Saturday morning is devoted to getting to know your fellow haunters, perusing the tables of the Grave Yard Sale (Where you can find all kinds of great deals!), and then you can settle in for one of the great demos being offered. From skinning a skull with some pantyhose or turning something plain into something frightening with just a little this-and-that, to creating a box to dial down the power, there's going to be something for everyone. 

Not interested in the demos? Come for the awesome luncheon, the prizes, the people, the Macabre Motors show where the creepiest car wins... there's something for everyone at Kreepfest.

Saturday night, gather once more as the awesome folks of Dream Spiral LLC will be acting as DJ for the Zombie Prom 2013 : The Waltzing Dead. This is a slight departure from past years as not only zombies but all manner of the undead are invited to revel in a macabre masquerade. From 8pm to Midnight, shake the graveyard dirt loose, imbibe your favorite beverage, and, if you're very lucky, you could be named to our Prom Court!!

Sunday we'll slink back to the hall for a delicious brunch setup by Middle of Nowhere and a six-part make-n-take event in which you can make up to 6 different projects for yourself, or just sit back and enjoy hanging out with your fellow haunters. 

We've gotten some great new sponsors who are donating some pretty cool prizes. 

So far we have ...

 Mr.
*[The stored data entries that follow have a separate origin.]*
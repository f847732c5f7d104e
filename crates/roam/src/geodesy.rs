//! Spherical-earth geodesy.
//!
//! Both functions treat the earth as a sphere of radius [`EARTH_RADIUS_KM`].
//! Over the short hops used for path simulation the error against an
//! ellipsoidal model is well under a metre per step.

use crate::Coordinate;

/// Mean earth radius in kilometres.
pub const EARTH_RADIUS_KM: f64 = 6371.0;

/// Solves the direct geodesic problem on a sphere.
///
/// Starting at `origin`, travels `distance_km` along the great circle that
/// leaves `origin` at `bearing_degrees` (compass convention: `0` is north,
/// `90` is east, clockwise) and returns the point reached.
///
/// The returned longitude is not normalized; repeatedly stepping east will
/// produce values past `180`. Call [`Coordinate::wrapped`] if a canonical
/// range is needed.
///
/// # Example
/// ```
/// use roam::{destination, Coordinate, EARTH_RADIUS_KM};
///
/// // One degree of arc due north from the equator.
/// let one_degree_km = EARTH_RADIUS_KM * core::f64::consts::PI / 180.0;
/// let p = destination(Coordinate::new(0.0, 0.0), 0.0, one_degree_km);
/// assert!((p.latitude - 1.0).abs() < 1e-9);
/// assert_eq!(p.longitude, 0.0);
/// ```
#[must_use]
pub fn destination(origin: Coordinate, bearing_degrees: f64, distance_km: f64) -> Coordinate {
    let lat = origin.latitude.to_radians();
    let lng = origin.longitude.to_radians();
    let bearing = bearing_degrees.to_radians();
    let distance_ratio = distance_km / EARTH_RADIUS_KM;

    let (sin_lat, cos_lat) = lat.sin_cos();
    let (sin_d, cos_d) = distance_ratio.sin_cos();

    let new_lat = (sin_lat * cos_d + cos_lat * sin_d * bearing.cos()).asin();
    let new_lng =
        lng + (bearing.sin() * sin_d * cos_lat).atan2(cos_d - sin_lat * new_lat.sin());

    Coordinate::new(new_lat.to_degrees(), new_lng.to_degrees())
}

/// Great-circle distance between two points, in kilometres (haversine).
///
/// # Example
/// ```
/// use roam::{haversine_distance, Coordinate};
///
/// let a = Coordinate::new(12.9177, 77.6238);
/// assert_eq!(haversine_distance(a, a), 0.0);
/// ```
#[must_use]
pub fn haversine_distance(a: Coordinate, b: Coordinate) -> f64 {
    let lat_a = a.latitude.to_radians();
    let lat_b = b.latitude.to_radians();
    let d_lat = lat_b - lat_a;
    let d_lng = (b.longitude - a.longitude).to_radians();

    let h = (d_lat / 2.0).sin().powi(2) + lat_a.cos() * lat_b.cos() * (d_lng / 2.0).sin().powi(2);
    2.0 * EARTH_RADIUS_KM * h.sqrt().min(1.0).asin()
}
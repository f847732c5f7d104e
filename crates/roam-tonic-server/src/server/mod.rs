//! Server-side building blocks for the `location-server` binary.
//!
//! ## Structure
//!
//! - [`config`] - CLI/environment configuration and its validation.
//! - [`service`] - gRPC service entry point (`LocationStreamService`).
//! - [`streaming`] - Per-call sessions and the paced emission loop.
//! - [`telemetry`] - Logging, tracing and metrics setup.

pub mod config;
pub mod service;
pub mod streaming;
pub mod telemetry;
Bills Thrills 

HalloweenFX props

Halloween Hill

Middle Of Nowhere

Hemlock Hill House

Woodloom Propshop

Brat's Stuff & Metal's Mess

Nightchills Studios

Kindred Moon Productions

and Asylum Coffin Company

with more coming in every day!

In addition, for those coming in to Kreepfest, there are plenty of great hotel deals to be had. Across from the venue site, the Comfort Inn & Suites is offering two queen bed rooms for only $80.74 instead of $94.99, and $76.49 per night instead of $89.99 for a King. Just call Kara at 1-816-884-4124 and tell her you are with Kreepfest.


----------



## Eviliz (Jul 3, 2010)

One month to go! So many updates!! SO MUCH EXCITEMENT!!!

Firstly, I want to take this time to thank all of those who signed up to be sponsors for us this year. We've gotten some great new sponsors who are donating some pretty cool prizes. In addition to the sponsors above, *Master Fog* has donated some fog fluid that will be going home with some lucky Kreepfester! 

The Macabre Motors Show returns for a second year. Whether you drive a creepy ride like a hearse or a bad-a$$ custom vehicle or you're rocking a compact, a pick-up or a Mini-Van... the Macabre Motors Show is the place to let your decorating talents show. The rules are simple. Decorate your vehicle any way you want to as long as you don't make a mess (spraying blood or confetti or spray string etc.) and anything that requires power, you have to provide it, as we can't run extention cords all over the lot. Other than that, you're free to go as all-out as you want! There'll be a trophy and a cool prize for the visitor voted favorite vehicle, so pull out all the stops!

Next, speaking of awesome things going home with people, this year's Grave Yard Sale is setting up to be pretty darn good! Though we are all made a little sad that Mr. Bill's Thrills has haunted its last (For a while at least) the St. Louis area's loss is Kreepfest's gain. Mr. Bill will be bringing down a pretty nice haul and it's a wonderful chance to get your mitts on some really cool props for a very good price. Not that Mr. Bill is the only one who'll be filling a table with goodies... oooohhhhh no! We'll have table after table of bargains and cool bits and bobs to make your haunt the best it can be. 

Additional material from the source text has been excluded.